== Requirement ==
Copy out every line of the records in which "filename" can be found.

+++

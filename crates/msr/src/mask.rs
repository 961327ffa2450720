/*
 * Copyright 2024 Fluence Labs Limited
 *
 * Licensed under the Apache License, Version 2.0 (the "License");
 * you may not use this file except in compliance with the License.
 * You may obtain a copy of the License at
 *
 *     http://www.apache.org/licenses/LICENSE-2.0
 *
 * Unless required by applicable law or agreed to in writing, software
 * distributed under the License is distributed on an "AS IS" BASIS,
 * WITHOUT WARRANTIES OR CONDITIONS OF ANY KIND, either express or implied.
 * See the License for the specific language governing permissions and
 * limitations under the License.
 */

use serde::Deserialize;
use serde::Serialize;

/// Restricts which bits of a register a write may change.
///
/// Bits set in the mask are taken from the requested value, bits outside of it keep
/// the value the register had before the write.
#[derive(Copy, Clone, Debug, PartialEq, Eq, Hash, Serialize, Deserialize)]
#[serde(transparent)]
#[repr(transparent)]
pub struct WriteMask(u64);

impl WriteMask {
    pub const ALL: WriteMask = WriteMask(u64::MAX);
    pub const NONE: WriteMask = WriteMask(0);

    pub const fn new(bits: u64) -> Self {
        Self(bits)
    }

    pub const fn bits(self) -> u64 {
        self.0
    }

    pub const fn is_empty(self) -> bool {
        self.0 == 0
    }

    pub const fn intersect(self, other: WriteMask) -> WriteMask {
        WriteMask(self.0 & other.0)
    }

    /// Computes the value that is actually committed into a register holding `old_value`
    /// when `new_value` is requested.
    pub const fn commit(self, old_value: u64, new_value: u64) -> u64 {
        (new_value & self.0) | (old_value & !self.0)
    }
}

impl Default for WriteMask {
    fn default() -> Self {
        Self::ALL
    }
}

impl From<u64> for WriteMask {
    fn from(bits: u64) -> Self {
        Self(bits)
    }
}

impl std::fmt::Display for WriteMask {
    fn fmt(&self, f: &mut std::fmt::Formatter<'_>) -> std::fmt::Result {
        write!(f, "{:#018x}", self.0)
    }
}
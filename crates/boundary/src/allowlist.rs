/*
 * Copyright 2024 Fluence Labs Limited
 *
 * Licensed under the Apache License, Version 2.0 (the "License");
 * you may not use this file except in compliance with the License.
 * You may obtain a copy of the License at
 *
 *     http://www.apache.org/licenses/LICENSE-2.0
 *
 * Unless required by applicable law or agreed to in writing, software
 * distributed under the License is distributed on an "AS IS" BASIS,
 * WITHOUT WARRANTIES OR CONDITIONS OF ANY KIND, either express or implied.
 * See the License for the specific language governing permissions and
 * limitations under the License.
 */

use std::collections::btree_map::Entry;
use std::collections::BTreeMap;
use std::path::Path;

use msrbatch_msr::WriteMask;

use crate::or_hex::parse_int;
use crate::BoundaryError;
use crate::BoundaryResult;

/// Registers a caller may touch, each with the bits it may change.
///
/// Text format is one `<register> <write-mask>` pair per line, numbers are
/// `0x`-prefixed hex or decimal, `#` starts a comment. A register listed with
/// a zero mask is read only.
#[derive(Clone, Debug, Default, PartialEq, Eq)]
pub struct Allowlist {
    masks: BTreeMap<u32, WriteMask>,
}

impl Allowlist {
    pub fn parse(text: &str) -> BoundaryResult<Self> {
        let mut masks = BTreeMap::new();

        for (line_index, line) in text.lines().enumerate() {
            let line_number = line_index + 1;
            let line = line.split('#').next().unwrap_or_default().trim();
            if line.is_empty() {
                continue;
            }

            let (register_id, mask) = parse_entry(line_number, line)?;
            match masks.entry(register_id) {
                Entry::Vacant(entry) => {
                    entry.insert(mask);
                }
                Entry::Occupied(_) => {
                    return Err(BoundaryError::DuplicateAllowlistEntry {
                        line: line_number,
                        register_id,
                    })
                }
            }
        }

        Ok(Self { masks })
    }

    pub fn load(path: impl AsRef<Path>) -> BoundaryResult<Self> {
        let path = path.as_ref();
        let text = std::fs::read_to_string(path)
            .map_err(|e| BoundaryError::allowlist_read(path, e))?;
        let allowlist = Self::parse(&text)?;
        tracing::info!(
            "loaded {} allowlist entries from {}",
            allowlist.len(),
            path.display()
        );

        Ok(allowlist)
    }

    /// Returns `None` for registers that aren't listed at all.
    pub fn write_mask(&self, register_id: u32) -> Option<WriteMask> {
        self.masks.get(&register_id).copied()
    }

    pub fn len(&self) -> usize {
        self.masks.len()
    }

    pub fn is_empty(&self) -> bool {
        self.masks.is_empty()
    }

    pub fn iter(&self) -> impl Iterator<Item = (u32, WriteMask)> + '_ {
        self.masks.iter().map(|(register_id, mask)| (*register_id, *mask))
    }
}

fn parse_entry(line_number: usize, line: &str) -> BoundaryResult<(u32, WriteMask)> {
    let mut tokens = line.split_whitespace();
    let (register, mask) = match (tokens.next(), tokens.next(), tokens.next()) {
        (Some(register), Some(mask), None) => (register, mask),
        _ => {
            return Err(BoundaryError::allowlist_syntax(
                line_number,
                format!("expected `<register> <write-mask>`, got `{line}`"),
            ))
        }
    };

    let register_id = parse_int::<u32>(register).map_err(|e| {
        BoundaryError::allowlist_syntax(line_number, format!("invalid register `{register}`: {e}"))
    })?;
    let mask = parse_int::<u64>(mask).map_err(|e| {
        BoundaryError::allowlist_syntax(line_number, format!("invalid write mask `{mask}`: {e}"))
    })?;

    Ok((register_id, WriteMask::new(mask)))
}
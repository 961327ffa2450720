/*
 * Copyright 2024 Fluence Labs Limited
 *
 * Licensed under the Apache License, Version 2.0 (the "License");
 * you may not use this file except in compliance with the License.
 * You may obtain a copy of the License at
 *
 *     http://www.apache.org/licenses/LICENSE-2.0
 *
 * Unless required by applicable law or agreed to in writing, software
 * distributed under the License is distributed on an "AS IS" BASIS,
 * WITHOUT WARRANTIES OR CONDITIONS OF ANY KIND, either express or implied.
 * See the License for the specific language governing permissions and
 * limitations under the License.
 */

use bitflags::bitflags;
use serde::Deserialize;
use serde::Serialize;

use msrbatch::AuxSamplePoints;
use msrbatch::OperationMode;

bitflags! {
    /// Op codes of the msr-safe batch ABI.
    #[derive(Copy, Clone, Debug, PartialEq, Eq, Hash, Serialize, Deserialize)]
    #[serde(transparent)]
    pub struct RawOpFlags: u16 {
        const WRITE = 0x001;
        const POLL = 0x002;
        /// Aux counter before the mandatory read.
        const MPERF0 = 0x010;
        /// Aux counter before every poll read.
        const MPERF1 = 0x020;
        /// Aux counter after polling.
        const MPERF2 = 0x040;
        /// Aux counter at the very end.
        const MPERF3 = 0x080;
        const THERM_STATUS = 0x100;
        const PERF_STATUS = 0x200;
        const INS_RETIRED = 0x400;
    }
}

impl From<RawOpFlags> for OperationMode {
    fn from(flags: RawOpFlags) -> Self {
        OperationMode {
            write: flags.contains(RawOpFlags::WRITE),
            poll: flags.contains(RawOpFlags::POLL),
            samples: AuxSamplePoints {
                before_read: flags.contains(RawOpFlags::MPERF0),
                in_poll: flags.contains(RawOpFlags::MPERF1),
                after_poll: flags.contains(RawOpFlags::MPERF2),
                last: flags.contains(RawOpFlags::MPERF3),
            },
            read_thermal_status: flags.contains(RawOpFlags::THERM_STATUS),
            read_perf_status: flags.contains(RawOpFlags::PERF_STATUS),
            read_instructions_retired: flags.contains(RawOpFlags::INS_RETIRED),
        }
    }
}

impl From<OperationMode> for RawOpFlags {
    fn from(mode: OperationMode) -> Self {
        let mut flags = RawOpFlags::empty();
        flags.set(RawOpFlags::WRITE, mode.write);
        flags.set(RawOpFlags::POLL, mode.poll);
        flags.set(RawOpFlags::MPERF0, mode.samples.before_read);
        flags.set(RawOpFlags::MPERF1, mode.samples.in_poll);
        flags.set(RawOpFlags::MPERF2, mode.samples.after_poll);
        flags.set(RawOpFlags::MPERF3, mode.samples.last);
        flags.set(RawOpFlags::THERM_STATUS, mode.read_thermal_status);
        flags.set(RawOpFlags::PERF_STATUS, mode.read_perf_status);
        flags.set(RawOpFlags::INS_RETIRED, mode.read_instructions_retired);
        flags
    }
}
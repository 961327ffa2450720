/*
 * Copyright 2024 Fluence Labs Limited
 *
 * Licensed under the Apache License, Version 2.0 (the "License");
 * you may not use this file except in compliance with the License.
 * You may obtain a copy of the License at
 *
 *     http://www.apache.org/licenses/LICENSE-2.0
 *
 * Unless required by applicable law or agreed to in writing, software
 * distributed under the License is distributed on an "AS IS" BASIS,
 * WITHOUT WARRANTIES OR CONDITIONS OF ANY KIND, either express or implied.
 * See the License for the specific language governing permissions and
 * limitations under the License.
 */

use std::any::Any;
use std::collections::TryReserveError;

use nix::errno::Errno;
use thiserror::Error as ThisError;

use cpu_utils::LogicalCoreId;
use msrbatch_msr::MSRError;

/// Summary of a failed dispatch, details of every failed operation stay in the batch.
#[derive(ThisError, Debug)]
pub enum BatchError {
    #[error("operation #{index} on logical core {core_id} failed: {error}")]
    OperationFailed {
        index: usize,
        core_id: LogicalCoreId,
        error: MSRError,
    },

    #[error("allocating the target core set failed: {0}")]
    CoreSetAllocation(#[from] TryReserveError),

    #[error("spawning an executor thread for logical core {core_id} failed: {io_error}")]
    ExecutorSpawn {
        core_id: LogicalCoreId,
        io_error: std::io::Error,
    },

    #[error("executor thread of logical core {core_id} panicked: {message}")]
    ExecutorPanicked {
        core_id: LogicalCoreId,
        message: String,
    },
}

impl BatchError {
    pub fn operation_failed(index: usize, error: MSRError) -> Self {
        Self::OperationFailed {
            index,
            core_id: error.core_id(),
            error,
        }
    }

    pub(crate) fn executor_spawn(core_id: LogicalCoreId, io_error: std::io::Error) -> Self {
        Self::ExecutorSpawn { core_id, io_error }
    }

    pub(crate) fn executor_panicked(core_id: LogicalCoreId, payload: Box<dyn Any + Send>) -> Self {
        let message = if let Some(message) = payload.downcast_ref::<&str>() {
            message.to_string()
        } else if let Some(message) = payload.downcast_ref::<String>() {
            message.clone()
        } else {
            "unknown panic payload".to_string()
        };

        Self::ExecutorPanicked { core_id, message }
    }

    /// Negative errno describing the failure, as the kernel batch interface returns it.
    pub fn code(&self) -> i32 {
        match self {
            Self::OperationFailed { error, .. } => error.code(),
            Self::CoreSetAllocation(_) => -(Errno::ENOMEM as i32),
            Self::ExecutorSpawn { .. } => -(Errno::EAGAIN as i32),
            Self::ExecutorPanicked { .. } => -(Errno::EFAULT as i32),
        }
    }
}
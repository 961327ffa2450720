/*
 * Copyright 2024 Fluence Labs Limited
 *
 * Licensed under the Apache License, Version 2.0 (the "License");
 * you may not use this file except in compliance with the License.
 * You may obtain a copy of the License at
 *
 *     http://www.apache.org/licenses/LICENSE-2.0
 *
 * Unless required by applicable law or agreed to in writing, software
 * distributed under the License is distributed on an "AS IS" BASIS,
 * WITHOUT WARRANTIES OR CONDITIONS OF ANY KIND, either express or implied.
 * See the License for the specific language governing permissions and
 * limitations under the License.
 */

#![warn(rust_2018_idioms)]
#![warn(rust_2021_compatibility)]
#![deny(
    dead_code,
    nonstandard_style,
    unused_imports,
    unused_mut,
    unused_variables,
    unused_unsafe,
    unreachable_patterns
)]

mod config;
mod config_loader;
mod defaults;
mod unresolved_config;

#[cfg(test)]
#[path = "tests/tests_.rs"]
mod tests;

pub use crate::config::*;
pub use config_loader::load_config;
pub use unresolved_config::LogLevel;
pub use unresolved_config::UnresolvedMSRBatchConfig;
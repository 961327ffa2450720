/*
 * Copyright 2024 Fluence Labs Limited
 *
 * Licensed under the Apache License, Version 2.0 (the "License");
 * you may not use this file except in compliance with the License.
 * You may obtain a copy of the License at
 *
 *     http://www.apache.org/licenses/LICENSE-2.0
 *
 * Unless required by applicable law or agreed to in writing, software
 * distributed under the License is distributed on an "AS IS" BASIS,
 * WITHOUT WARRANTIES OR CONDITIONS OF ANY KIND, either express or implied.
 * See the License for the specific language governing permissions and
 * limitations under the License.
 */

use tracing_subscriber::EnvFilter;

/// Routes tracing output of the code under test into the test harness output,
/// filtered by `RUST_LOG`. Safe to call from every test.
pub fn init_test_logging() {
    let _ = tracing_subscriber::fmt()
        .with_env_filter(EnvFilter::from_default_env())
        .with_test_writer()
        .with_thread_ids(true)
        .try_init();
}
/*
 * Copyright 2024 Fluence Labs Limited
 *
 * Licensed under the Apache License, Version 2.0 (the "License");
 * you may not use this file except in compliance with the License.
 * You may obtain a copy of the License at
 *
 *     http://www.apache.org/licenses/LICENSE-2.0
 *
 * Unless required by applicable law or agreed to in writing, software
 * distributed under the License is distributed on an "AS IS" BASIS,
 * WITHOUT WARRANTIES OR CONDITIONS OF ANY KIND, either express or implied.
 * See the License for the specific language governing permissions and
 * limitations under the License.
 */

use std::path::PathBuf;

use msrbatch_msr::registers::SideRegisters;

use crate::defaults::default_device_dir;
use crate::defaults::default_log_level;

#[derive(Clone, Debug, PartialEq, Eq)]
pub struct MSRBatchConfig {
    pub logs: Logs,
    pub device: Device,
    pub allowlist_path: PathBuf,
    pub registers: SideRegisters,
}

#[derive(Copy, Clone, Debug, PartialEq, Eq)]
pub struct Logs {
    pub log_level: tracing_subscriber::filter::LevelFilter,
}

#[derive(Clone, Debug, PartialEq, Eq)]
pub struct Device {
    /// Directory holding `<core id>/msr` device files.
    pub dir: PathBuf,
}

impl Default for Logs {
    fn default() -> Self {
        Self {
            log_level: default_log_level().to_tracing_filter(),
        }
    }
}

impl Default for Device {
    fn default() -> Self {
        Self {
            dir: default_device_dir(),
        }
    }
}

+++

== Expected output ==
filename crates/msr/src/mask.rs
filename crates/boundary/src/allowlist.rs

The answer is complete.